use anyhow::{Context, Result};
use blog_client::{BlogClient, BlogClientError};
use clap::{Parser, Subcommand};
use colored::Colorize;
use std::fs;
use std::path::PathBuf;

const DEFAULT_SERVER: &str = "http://localhost:3000";

#[derive(Parser)]
#[command(author, version, about, long_about = None)]
struct Cli {
    /// Server base URL (falls back to $BLOG_SERVER, then http://localhost:3000)
    #[arg(short, long)]
    server: Option<String>,

    /// Where the bearer token is kept (default: ~/.blog_token)
    #[arg(long)]
    token_file: Option<PathBuf>,

    #[command(subcommand)]
    command: Commands,
}

#[derive(Subcommand)]
enum Commands {
    Register {
        #[arg(short, long)]
        username: String,

        #[arg(short, long)]
        email: String,

        #[arg(short, long)]
        password: String,
    },

    Login {
        #[arg(short, long)]
        username: String,

        #[arg(short, long)]
        password: String,
    },

    /// Revoke the saved token (or every token with --all)
    Logout {
        #[arg(long)]
        all: bool,
    },

    /// Show the locally saved token
    Status,

    /// Show the user the saved token belongs to
    Whoami,

    Create {
        #[arg(short, long)]
        title: String,

        #[arg(short, long)]
        description: String,
    },

    Get {
        #[arg(short, long)]
        slug: String,
    },

    Delete {
        #[arg(short, long)]
        slug: String,
    },

    List {
        #[arg(short, long, default_value_t = 1)]
        page: u32,
    },

    /// Upload a file to media storage (or static storage with --static)
    Upload {
        #[arg(short, long)]
        key: String,

        #[arg(short, long)]
        file: PathBuf,

        #[arg(long = "static")]
        static_file: bool,
    },
}

struct TokenManager {
    token_path: PathBuf,
}

impl TokenManager {
    fn new(custom_path: Option<PathBuf>) -> Result<Self> {
        let token_path = match custom_path {
            Some(path) => path,
            None => {
                let home = dirs::home_dir().context("Failed to get home directory")?;
                home.join(".blog_token")
            }
        };

        Ok(Self { token_path })
    }

    fn save_token(&self, token: &str) -> Result<()> {
        fs::write(&self.token_path, token)
            .with_context(|| format!("Failed to save token to {:?}", self.token_path))?;

        #[cfg(unix)]
        {
            use std::os::unix::fs::PermissionsExt;
            let mut perms = fs::metadata(&self.token_path)?.permissions();
            perms.set_mode(0o600);
            fs::set_permissions(&self.token_path, perms)?;
        }

        println!("✓ Token saved to {:?}", self.token_path);
        Ok(())
    }

    fn load_token(&self) -> Result<Option<String>> {
        match fs::read_to_string(&self.token_path) {
            Ok(token) => {
                let token = token.trim().to_string();
                if token.is_empty() {
                    Ok(None)
                } else {
                    Ok(Some(token))
                }
            }
            Err(e) if e.kind() == std::io::ErrorKind::NotFound => Ok(None),
            Err(e) => Err(e).context("Failed to read token file"),
        }
    }

    fn clear_token(&self) -> Result<()> {
        if self.token_path.exists() {
            fs::remove_file(&self.token_path)
                .with_context(|| format!("Failed to remove token file {:?}", self.token_path))?;
            println!("✓ Token file removed");
        }
        Ok(())
    }
}

#[tokio::main]
async fn main() -> Result<()> {
    dotenvy::dotenv().ok();
    let cli = Cli::parse();

    let server = cli
        .server
        .or_else(|| std::env::var("BLOG_SERVER").ok())
        .unwrap_or_else(|| DEFAULT_SERVER.to_string());

    let token_manager = TokenManager::new(cli.token_file)?;

    // Needs no server round trip
    if let Commands::Status = cli.command {
        match token_manager.load_token()? {
            Some(token) => {
                println!("🔑 Token file: {:?}", token_manager.token_path);
                println!("   Token: {}...", token.chars().take(20).collect::<String>());
                println!("   Length: {} characters", token.len());
                println!("\n   To verify the token, try: blog-cli whoami");
            }
            None => {
                println!("{}", "❌ No token found".red());
                println!("   Please login first: blog-cli login --username <username> --password <password>");
            }
        }
        return Ok(());
    }

    println!("🔌 Connecting to: {}", server);
    let mut client = BlogClient::new(server);
    if let Some(token) = token_manager.load_token()? {
        client.set_token(token);
    }

    if let Err(e) = run(&mut client, &token_manager, cli.command).await {
        report(&e);
        std::process::exit(1);
    }

    Ok(())
}

async fn run(
    client: &mut BlogClient,
    token_manager: &TokenManager,
    command: Commands,
) -> Result<(), BlogClientError> {
    match command {
        Commands::Register {
            username,
            email,
            password,
        } => {
            println!("📝 Registering user: {}", username);
            let response = client.register(username, email, password).await?;
            println!("{}", "✅ Registration successful!".green());
            println!("   User ID: {}", response.user.id);
            println!("   Username: {}", response.user.username);
            println!("   Email: {}", response.user.email);
            save(token_manager, &response.token);
        }

        Commands::Login { username, password } => {
            println!("🔑 Logging in as: {}", username);
            let response = client.login(username, password).await?;
            println!("{}", "✅ Login successful!".green());
            println!("   User ID: {}", response.user.id);
            println!("   Username: {}", response.user.username);
            save(token_manager, &response.token);
        }

        Commands::Logout { all } => {
            let result = if all {
                client.logout_all().await
            } else {
                client.logout().await
            };

            match result {
                Ok(()) if all => println!("{}", "✅ Logged out of every session".green()),
                Ok(()) => println!("{}", "✅ Logged out".green()),
                // Revoked or expired on the server
                Err(BlogClientError::Unauthorized(_)) => {
                    println!("⚠️ Saved token was already invalid on the server")
                }
                Err(e) => return Err(e),
            }
            if let Err(e) = token_manager.clear_token() {
                println!("⚠️ {}", e);
            }
        }

        Commands::Status => unreachable!("status is answered before connecting"),

        Commands::Whoami => {
            let user = client.me().await?;
            println!("👤 {} <{}> (id {})", user.username, user.email, user.id);
            println!("   Registered: {}", user.created_at);
        }

        Commands::Create { title, description } => {
            println!("📝 Creating new blog...");
            let blog = client.create_blog(title, description).await?;
            println!("{}", "✅ Blog created successfully!".green());
            println!("   Slug: {}", blog.slug);
            println!("   Title: {}", blog.title);
            println!("   Owner ID: {}", blog.owner);
            println!("   Created: {}", blog.created_at);
        }

        Commands::Get { slug } => {
            println!("🔍 Getting blog '{}'", slug);
            let blog = client.get_blog(&slug).await?;
            println!("   Slug: {}", blog.slug);
            println!("   Title: {}", blog.title);
            println!("   Description: {}", blog.description);
            println!("   Owner ID: {}", blog.owner);
            println!("   Created: {}", blog.created_at);
        }

        Commands::Delete { slug } => {
            println!("🗑️ Deleting blog '{}'", slug);
            client.delete_blog(&slug).await?;
            println!("{}", "✅ Blog deleted successfully!".green());
        }

        Commands::List { page } => {
            println!("📋 Listing blogs (page {})", page);
            let list = client.list_blogs(Some(page)).await?;
            println!("✅ {} blogs in total", list.count);
            println!();

            if list.results.is_empty() {
                println!("   No blogs yet");
                println!("   Tip: blog-cli create --title \"My Blog\" --description \"Hello\"");
            }
            for blog in &list.results {
                println!("   [{}] {}", blog.slug, blog.title);
                println!("      Created: {}", blog.created_at);
                println!("      {}", truncate(&blog.description, 50));
                println!();
            }
            if list.next.is_some() {
                println!("   More: blog-cli list --page {}", page + 1);
            }
        }

        Commands::Upload {
            key,
            file,
            static_file,
        } => {
            let bytes = fs::read(&file).map_err(|e| {
                BlogClientError::InvalidRequest(format!("Cannot read {:?}: {}", file, e))
            })?;
            println!("⬆️ Uploading {} bytes as '{}'", bytes.len(), key);
            let media = if static_file {
                client.upload_static(&key, bytes).await?
            } else {
                client.upload_media(&key, bytes).await?
            };
            println!("{}", "✅ Uploaded".green());
            println!("   URL: {}", media.url);
        }
    }

    Ok(())
}

fn save(token_manager: &TokenManager, token: &str) {
    if let Err(e) = token_manager.save_token(token) {
        println!("⚠️ {}", e);
    }
}

fn report(e: &BlogClientError) {
    match e {
        BlogClientError::Unauthorized(_) => {
            println!("{}", "❌ Unauthorized. Please login first:".red());
            println!("   blog-cli login --username <username> --password <password>");
        }
        BlogClientError::NotFound => {
            println!("{}", "❌ Not found".red());
            println!("   Tip: use 'list' to see available blogs");
        }
        BlogClientError::Validation(fields) => {
            println!("{}", "❌ Invalid input:".red());
            for (field, messages) in fields {
                println!("   {}: {}", field, messages.join(" "));
            }
        }
        other => println!("{} {}", "❌ Error:".red(), other),
    }
}

fn truncate(s: &str, max_chars: usize) -> String {
    if s.chars().count() <= max_chars {
        s.to_string()
    } else {
        format!("{}...", s.chars().take(max_chars).collect::<String>())
    }
}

**Problem:** Using the records above, report each line with the string "match".

**Answer to this task:**
        let token_path = match custom_path {
        match fs::read_to_string(&self.token_path) {
        match token_manager.load_token()? {
    match command {
            match result {
    match e {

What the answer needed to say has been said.